In the party’s plan to create a mental health care system that’s “affordable, accessible, comprehensive and easy to navigate,” it will increase access to publicly funded mental health care, including mental health services in schools, teaching mental health curriculum, providing education to parents through organizations like CMHA and through additional funding.

“What is really important, I think, for everyone to realize right now is we are just starting the mental health crisis,” Kahro said.  

Kitras noted the province’s health system is structured around wait times, which he stated is a bureaucratic system and doesn’t address the problems.

“I’m afraid that asking for more monies and promising more monies will probably fall on deaf ears because our medical system is broken and we cannot even fund what we already do well,” he explained. 

“As the New Blue candidate, I understand the problem with mental health, and I would advocate for it strongly and so that it can be done in rural communities.”

Online learning impact

Turning to Arnott, one member of the public referenced curriculum changes, asking why online learning is becoming optional after two years of remote learning, taking into consideration the mental health concerns that have stemmed from it.

Recognizing the pandemic has been particularly difficult for young people, Arnott said the province needs “to move forward with any curriculum changes on a careful basis, ensuring that the system is ready for them as we go forward.”

In terms of mental health supports, he said while there are programs out there, the province needs to find ways to improve them.

“Clearly there is a crisis in mental health for young people in particular … and I think working with school boards, teachers and parents, we will be able to address it better,” he said.  

“But I also think one of the most important priorities coming out of the pandemic is to have a comprehensive plan to help students who have fallen behind to catch up and reach their full potential,” he added. 

“And to me, that should be one of the highest priorities for the provincial government, for the Ministry of Education and for the school system as a whole.”

As a teacher of 27 years in the Upper Grand District School Board, Ballantyne said the crisis that exists in schools right now is not about the learning loss. 

“There is learning loss, don’t get me wrong,” she explained. “But the crisis that is in our schools is in mental health.

“And the kinds of cuts that we’ve experienced during the pandemic demonstrates that there is a lack of concern for what our children need in order to heal from the trauma that they have experienced throughout this pandemic.”

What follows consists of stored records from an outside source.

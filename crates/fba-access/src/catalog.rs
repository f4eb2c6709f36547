//! Route catalog
//!
//! The static table of navigation entries and action rules, built once at
//! startup. Every route and action has exactly one rule; lookups for
//! anything else deny, except the authenticated default route.

use crate::error::{AccessError, AccessResult};
use crate::policy::{authenticated, can_access, AccessPolicy};
use crate::principal::Principal;
use crate::role::RoleSet;
use crate::rule::{default_action_rules, AccessRule};
use indexmap::IndexMap;

/// Landing route for authenticated users
pub const DEFAULT_ROUTE: &str = "/dashboard";

/// Sign-in route
pub const LOGIN_ROUTE: &str = "/login";

/// Entry in the navigation menu
#[derive(Debug, Clone, PartialEq, Eq)]
pub struct NavEntry {
    /// Route path
    pub route: String,
    /// Menu label
    pub label: String,
}

/// Static route and action rule table
#[derive(Debug, Clone)]
pub struct RouteCatalog {
    rules: IndexMap<String, AccessRule>,
    menu: Vec<NavEntry>,
    default_route: String,
    login_route: String,
}

impl RouteCatalog {
    /// Start building a catalog
    #[inline]
    #[must_use]
    pub fn builder() -> RouteCatalogBuilder {
        RouteCatalogBuilder::new()
    }

    /// Catalog used by the console
    ///
    /// | Route | Roles |
    /// |-------|-------|
    /// | `/dashboard`, `/feedback`, `/settings` | everyone |
    /// | `/analytics`, `/upload`, `/clustering`, `/reports`, `/integrations` | analyst, admin |
    /// | `/admin` | admin |
    #[must_use]
    pub fn with_defaults() -> Self {
        // The table has no duplicates, so build cannot fail.
        match Self::default_table().build() {
            Ok(catalog) => catalog,
            Err(e) => unreachable!("default catalog is invalid: {e}"),
        }
    }

    /// Builder pre-loaded with the console's routes and actions
    ///
    /// Lets callers move the default or login route without restating the
    /// table.
    #[must_use]
    pub fn default_table() -> RouteCatalogBuilder {
        let mut builder = Self::builder()
            .route(DEFAULT_ROUTE, "Dashboard", RoleSet::EVERYONE)
            .route("/feedback", "Feedback", RoleSet::EVERYONE)
            .route("/analytics", "Analytics", RoleSet::STAFF)
            .route("/upload", "Upload", RoleSet::STAFF)
            .route("/clustering", "Clustering", RoleSet::STAFF)
            .route("/reports", "Reports", RoleSet::STAFF)
            .route("/integrations", "Integrations", RoleSet::STAFF)
            .route("/admin", "Admin", RoleSet::ADMIN)
            .route("/settings", "Settings", RoleSet::EVERYONE);
        for rule in default_action_rules() {
            builder = builder.action(rule.target, rule.allowed_roles);
        }
        builder
    }

    /// Rule for a route or action
    #[must_use]
    pub fn rule_for(&self, target: &str) -> Option<&AccessRule> {
        self.rules.get(normalize_route(target))
    }

    /// Navigation entries visible to `principal`
    ///
    /// Entries the principal's effective role cannot reach are omitted.
    #[must_use]
    pub fn menu_for(&self, principal: Option<&Principal>) -> Vec<&NavEntry> {
        let Some(principal) = authenticated(principal) else {
            return Vec::new();
        };
        self.menu
            .iter()
            .filter(|entry| {
                self.rules
                    .get(&entry.route)
                    .is_some_and(|rule| can_access(Some(principal), rule))
            })
            .collect()
    }

    /// Every navigation entry, in menu order
    #[inline]
    #[must_use]
    pub fn entries(&self) -> &[NavEntry] {
        &self.menu
    }

    /// Every rule, in registration order
    pub fn rules(&self) -> impl Iterator<Item = &AccessRule> {
        self.rules.values()
    }

    /// Landing route for authenticated users
    #[inline]
    #[must_use]
    pub fn default_route(&self) -> &str {
        &self.default_route
    }

    /// Sign-in route
    #[inline]
    #[must_use]
    pub fn login_route(&self) -> &str {
        &self.login_route
    }
}

impl Default for RouteCatalog {
    fn default() -> Self {
        Self::with_defaults()
    }
}

impl AccessPolicy for RouteCatalog {
    fn permits(&self, principal: Option<&Principal>, target: &str) -> bool {
        let Some(principal) = authenticated(principal) else {
            return false;
        };
        let target = normalize_route(target);
        match self.rules.get(target) {
            Some(rule) => can_access(Some(principal), rule),
            None => target == self.default_route,
        }
    }
}

/// Builder for [`RouteCatalog`]
#[derive(Debug)]
pub struct RouteCatalogBuilder {
    rules: IndexMap<String, AccessRule>,
    menu: Vec<NavEntry>,
    default_route: String,
    login_route: String,
    duplicate: Option<String>,
}

impl RouteCatalogBuilder {
    /// Create empty builder with the standard default and login routes
    #[must_use]
    pub fn new() -> Self {
        Self {
            rules: IndexMap::new(),
            menu: Vec::new(),
            default_route: DEFAULT_ROUTE.to_string(),
            login_route: LOGIN_ROUTE.to_string(),
            duplicate: None,
        }
    }

    /// Add a navigable route
    #[must_use]
    pub fn route(mut self, route: &str, label: impl Into<String>, roles: RoleSet) -> Self {
        let route = normalize_route(route).to_string();
        if self.insert_rule(AccessRule::new(route.clone(), roles)) {
            self.menu.push(NavEntry {
                route,
                label: label.into(),
            });
        }
        self
    }

    /// Add a gated action (not shown in the menu)
    #[must_use]
    pub fn action(mut self, name: impl Into<String>, roles: RoleSet) -> Self {
        self.insert_rule(AccessRule::new(name, roles));
        self
    }

    /// Set the authenticated landing route
    #[must_use]
    pub fn default_route(mut self, route: &str) -> Self {
        self.default_route = normalize_route(route).to_string();
        self
    }

    /// Set the sign-in route
    #[must_use]
    pub fn login_route(mut self, route: &str) -> Self {
        self.login_route = normalize_route(route).to_string();
        self
    }

    /// Finish the catalog
    ///
    /// # Errors
    /// Returns [`AccessError::DuplicateRule`] if a target was registered twice,
    /// or [`AccessError::GatedDefaultRoute`] if the default route has a rule
    /// that does not admit every role.
    pub fn build(self) -> AccessResult<RouteCatalog> {
        if let Some(target) = self.duplicate {
            return Err(AccessError::DuplicateRule(target));
        }
        if self
            .rules
            .get(&self.default_route)
            .is_some_and(|rule| !rule.allowed_roles.contains(RoleSet::EVERYONE))
        {
            return Err(AccessError::GatedDefaultRoute(self.default_route));
        }
        tracing::debug!(
            rules = self.rules.len(),
            menu = self.menu.len(),
            "Built route catalog"
        );
        Ok(RouteCatalog {
            rules: self.rules,
            menu: self.menu,
            default_route: self.default_route,
            login_route: self.login_route,
        })
    }

    fn insert_rule(&mut self, rule: AccessRule) -> bool {
        if self.rules.contains_key(&rule.target) {
            self.duplicate.get_or_insert_with(|| rule.target.clone());
            return false;
        }
        self.rules.insert(rule.target.clone(), rule);
        true
    }
}

impl Default for RouteCatalogBuilder {
    fn default() -> Self {
        Self::new()
    }
}

/// Strip query, fragment and trailing slash from a typed route
///
/// # Examples
/// ```
/// # use fba_access::catalog::normalize_route;
/// assert_eq!(normalize_route("/admin/?tab=users"), "/admin");
/// assert_eq!(normalize_route("/"), "/");
/// ```
#[must_use]
pub fn normalize_route(route: &str) -> &str {
    let end = route.find(['?', '#']).unwrap_or(route.len());
    let path = route[..end].trim();
    let trimmed = path.trim_end_matches('/');
    if trimmed.is_empty() && path.starts_with('/') {
        "/"
    } else {
        trimmed
    }
}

Ballantyne said the NDP will be investing more in schools to put them at the centre of the community with the wraparound services they need and lowering class sizes so that students have extra supports.  

Kitras noted parents have faced large amounts of pressure to be able to balance their jobs while supporting their children through school over the past two years.

“They were left abandoned by the Ford government in the lockdowns,” he said.

“And basically, parents have felt as a group that they are the missing link and no one is listening to them, and they are not empowered in the system.”

He said the system needs more money, but that it also needs to get back to the basics of the education and trust of parents and his party his listening to those parents. 

Takacs said the Liberal Party will scrap the online educational program, cap the size of the classrooms to 20 students for all grades, hire 10,000 more teachers, reinstate Grade 13 as an optional fifth year of high school, and offer classes on mental health, financial literacy, and taxes to get students ready to go into the workforce.

Kahro said the Green Party would improve the funding model for education, strengthening in-school learning, make equity a pillar of public education, support children with disabilities and improve access to post-secondary education.

“Online learning was a massive fail, and not because everyone didn’t try their hardest,” she said.

“Parents were working 200%, teachers working 200%, kids were working 200%. It is not an avenue to teach children online learning.”